▸ **Records to process**:
use axum::http::StatusCode;
use axum::response::{IntoResponse, Response};
use thiserror::Error;

// ── Error codes ─────────────────────────────────────────────────────
//
// Stable, machine-readable identifiers. Clients match on these,
// never on the human-readable message string.

/// Stable error code constants.
///
/// Clients should match on `code` from `{"code": "NOT_FOUND", "message": "..."}`.
pub mod error_code {
    pub const NOT_FOUND: &str = "NOT_FOUND";
    pub const ALREADY_EXISTS: &str = "ALREADY_EXISTS";
    pub const VALIDATION_FAILED: &str = "VALIDATION_FAILED";
    pub const INVALID_TRANSITION: &str = "INVALID_TRANSITION";
    pub const UNAUTHENTICATED: &str = "UNAUTHENTICATED";
    pub const PERMISSION_DENIED: &str = "PERMISSION_DENIED";
    pub const READ_ONLY: &str = "READ_ONLY";
    pub const INTERNAL: &str = "INTERNAL";
    pub const STORAGE_ERROR: &str = "STORAGE_ERROR";
}

// ── ServiceError ────────────────────────────────────────────────────

/// Unified service error type used across all modules.
///
/// Each variant maps to a stable error code (see [`error_code`]) and an
/// HTTP status code. The JSON response always includes both:
///
/// ```json
/// {"code": "INVALID_TRANSITION", "message": "cannot submit cmms.permit in status PENDING_APPROVAL"}
/// ```
#[derive(Error, Debug)]
pub enum ServiceError {
    /// Resource does not exist (or is not visible to the caller). HTTP 404.
    #[error("{0}")]
    NotFound(String),

    /// Duplicate key, stale version or reused idempotency key. HTTP 409.
    #[error("{0}")]
    Conflict(String),

    /// Input data is invalid. HTTP 400.
    #[error("{0}")]
    Validation(String),

    /// The document's current status does not allow the requested action. HTTP 400.
    #[error("{0}")]
    InvalidTransition(String),

    /// Missing or invalid authentication credentials. HTTP 401.
    #[error("{0}")]
    Unauthorized(String),

    /// Authenticated but lacks required permission. HTTP 403.
    #[error("{0}")]
    PermissionDenied(String),

    /// Attempted write to a document that no longer accepts edits. HTTP 403.
    #[error("{0}")]
    ReadOnly(String),

    /// Storage backend failure. HTTP 500.
    #[error("{0}")]
    Storage(String),

    /// Unexpected internal error. HTTP 500.
    #[error("{0}")]
    Internal(String),
}

impl ServiceError {
    /// Stable, machine-readable error code.
    pub fn error_code(&self) -> &'static str {
        match self {
            ServiceError::NotFound(_) => error_code::NOT_FOUND,
            ServiceError::Conflict(_) => error_code::ALREADY_EXISTS,
            ServiceError::Validation(_) => error_code::VALIDATION_FAILED,
            ServiceError::InvalidTransition(_) => error_code::INVALID_TRANSITION,
            ServiceError::Unauthorized(_) => error_code::UNAUTHENTICATED,
            ServiceError::PermissionDenied(_) => error_code::PERMISSION_DENIED,
            ServiceError::ReadOnly(_) => error_code::READ_ONLY,
            ServiceError::Storage(_) => error_code::STORAGE_ERROR,
            ServiceError::Internal(_) => error_code::INTERNAL,
        }
    }

    /// HTTP status code for this error.
    pub fn status_code(&self) -> StatusCode {
        match self {
            ServiceError::NotFound(_) => StatusCode::NOT_FOUND,
            ServiceError::Conflict(_) => StatusCode::CONFLICT,
            ServiceError::Validation(_) => StatusCode::BAD_REQUEST,
            ServiceError::InvalidTransition(_) => StatusCode::BAD_REQUEST,
            ServiceError::Unauthorized(_) => StatusCode::UNAUTHORIZED,
            ServiceError::PermissionDenied(_) => StatusCode::FORBIDDEN,
            ServiceError::ReadOnly(_) => StatusCode::FORBIDDEN,
            ServiceError::Storage(_) => StatusCode::INTERNAL_SERVER_ERROR,
            ServiceError::Internal(_) => StatusCode::INTERNAL_SERVER_ERROR,
        }
    }
}

impl From<serde_json::Error> for ServiceError {
    fn from(e: serde_json::Error) -> Self {
        ServiceError::Internal(format!("json: {e}"))
    }
}

impl From<fabrica_sql::SQLError> for ServiceError {
    fn from(e: fabrica_sql::SQLError) -> Self {
        ServiceError::Storage(e.to_string())
    }
}

impl IntoResponse for ServiceError {
    fn into_response(self) -> Response {
        let status = self.status_code();
        let body = serde_json::json!({
            "code": self.error_code(),
            "message": self.to_string(),
        });
        (status, axum::Json(body)).into_response()
    }
}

▸ **Exercise**: Look above for every line with the word "FORBIDDEN" and copy it.

▸ **Worked solution**:
            ServiceError::PermissionDenied(_) => StatusCode::FORBIDDEN,
            ServiceError::ReadOnly(_) => StatusCode::FORBIDDEN,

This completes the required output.